__INPUT DATA__.
——————————

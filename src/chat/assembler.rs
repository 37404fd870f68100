//! Reassembly of streamed completion fragments.

use std::collections::BTreeMap;

use uuid::Uuid;

use crate::completion::StreamFragment;
use crate::types::ToolCallRequest;

/// Rebuilds a full assistant response from streamed fragments.
///
/// Content deltas accumulate into one string; tool-call deltas are keyed by
/// their positional index, since one logical call's id, name, and argument
/// JSON usually arrive split across many fragments. Argument text is always
/// appended, never replaced, and the first non-empty name for an index
/// sticks.
#[derive(Default)]
pub struct StreamAssembler {
    content: String,
    calls: BTreeMap<usize, PendingCall>,
}

struct PendingCall {
    id: String,
    name: String,
    arguments: String,
}

impl StreamAssembler {
    pub fn new() -> Self {
        Self::default()
    }

    /// Fold one fragment into the accumulated state.
    ///
    /// Returns the fragment's content delta, if any, so the caller can
    /// forward it to a live display without waiting for the full response.
    pub fn absorb(&mut self, fragment: StreamFragment) -> Option<String> {
        for delta in fragment.tool_calls {
            match self.calls.get_mut(&delta.index) {
                Some(call) => {
                    if call.name.is_empty() {
                        if let Some(name) = delta.name {
                            call.name = name;
                        }
                    }
                    if let Some(arguments) = delta.arguments {
                        call.arguments.push_str(&arguments);
                    }
                }
                None => {
                    self.calls.insert(
                        delta.index,
                        PendingCall {
                            id: delta.id.unwrap_or_else(fallback_call_id),
                            name: delta.name.unwrap_or_default(),
                            arguments: delta.arguments.unwrap_or_default(),
                        },
                    );
                }
            }
        }

        if let Some(delta) = fragment.content {
            self.content.push_str(&delta);
            return Some(delta);
        }
        None
    }

    pub fn has_tool_calls(&self) -> bool {
        !self.calls.is_empty()
    }

    /// Finalize into the accumulated content and the completed tool calls,
    /// ordered by stream index.
    pub fn finish(self) -> (String, Vec<ToolCallRequest>) {
        let calls = self
            .calls
            .into_values()
            .map(|call| ToolCallRequest {
                id: call.id,
                name: call.name,
                arguments: call.arguments,
            })
            .collect();
        (self.content, calls)
    }
}

fn fallback_call_id() -> String {
    format!("call_{}", Uuid::new_v4().simple())
}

——————————

__GOAL OF THE EXERCISE__.
Would you please copy every line from the listing above that contains the word "streamed"?

__RESULT__.
//! Reassembly of streamed completion fragments.
/// Rebuilds a full assistant response from streamed fragments.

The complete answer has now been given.